*** Opening EXTRACTED RECORDS ***
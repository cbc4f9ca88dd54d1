//! Nearest-identity matching over a repository snapshot.

use crate::error::MatchError;
use crate::repository::Snapshot;
use crate::types::{Encoding, Identity, MatchResult};

/// Strategy for resolving a probe encoding to a known identity.
///
/// A trait seam so an approximate nearest-neighbor index can replace the
/// linear scan behind the same contract at larger gallery sizes.
pub trait Matcher: Send + Sync {
    fn match_encoding(
        &self,
        probe: &Encoding,
        snapshot: &Snapshot,
        tolerance: f32,
    ) -> Result<MatchResult, MatchError>;
}

/// Linear-scan matcher over Euclidean distance.
///
/// The tolerance boundary is inclusive: `distance <= tolerance` counts as
/// a match. Equidistant candidates resolve to the first in snapshot
/// iteration order (sorted by id); callers must not depend on which
/// identity wins a tie.
pub struct EuclideanMatcher;

impl Matcher for EuclideanMatcher {
    fn match_encoding(
        &self,
        probe: &Encoding,
        snapshot: &Snapshot,
        tolerance: f32,
    ) -> Result<MatchResult, MatchError> {
        if probe.dim() != snapshot.dim() {
            return Err(MatchError::DimensionMismatch {
                probe: probe.dim(),
                expected: snapshot.dim(),
            });
        }

        // An empty gallery is a miss, not an error.
        let mut best: Option<(&Identity, f32)> = None;
        for identity in snapshot.identities() {
            let distance = probe.euclidean_distance(&identity.encoding);
            match best {
                Some((_, best_distance)) if distance >= best_distance => {}
                _ => best = Some((identity, distance)),
            }
        }

        Ok(match best {
            Some((identity, distance)) if distance <= tolerance => {
                MatchResult::hit(identity, distance)
            }
            Some((_, distance)) => MatchResult::miss(distance),
            None => MatchResult::miss(f32::INFINITY),
        })
    }
}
*** Closing EXTRACTED RECORDS ***
Copy out the records once more. Match them exactly.

repository cbc4f9ca88dd54d1
//! Nearest-identity matching over a repository snapshot.

use crate::error::MatchError;
use crate::repository::Snapshot;
use crate::types::{Encoding, Identity, MatchResult};

/// Strategy for resolving a probe encoding to a known identity.
///
/// A trait seam so an approximate nearest-neighbor index can replace the
/// linear scan behind the same contract at larger gallery sizes.
pub trait Matcher: Send + Sync {
    fn match_encoding(
        &self,
        probe: &Encoding,
        snapshot: &Snapshot,
        tolerance: f32,
    ) -> Result<MatchResult, MatchError>;
}

/// Linear-scan matcher over Euclidean distance.
///
/// The tolerance boundary is inclusive: `distance <= tolerance` counts as
/// a match. Equidistant candidates resolve to the first in snapshot
/// iteration order (sorted by id); callers must not depend on which
/// identity wins a tie.
pub struct EuclideanMatcher;

impl Matcher for EuclideanMatcher {
    fn match_encoding(
        &self,
        probe: &Encoding,
        snapshot: &Snapshot,
        tolerance: f32,
    ) -> Result<MatchResult, MatchError> {
        if probe.dim() != snapshot.dim() {
            return Err(MatchError::DimensionMismatch {
                probe: probe.dim(),
                expected: snapshot.dim(),
            });
        }

        // An empty gallery is a miss, not an error.
        let mut best: Option<(&Identity, f32)> = None;
        for identity in snapshot.identities() {
            let distance = probe.euclidean_distance(&identity.encoding);
            match best {
                Some((_, best_distance)) if distance >= best_distance => {}
                _ => best = Some((identity, distance)),
            }
        }

        Ok(match best {
            Some((identity, distance)) if distance <= tolerance => {
                MatchResult::hit(identity, distance)
            }
            Some((_, distance)) => MatchResult::miss(distance),
            None => MatchResult::miss(f32::INFINITY),
        })
    }
}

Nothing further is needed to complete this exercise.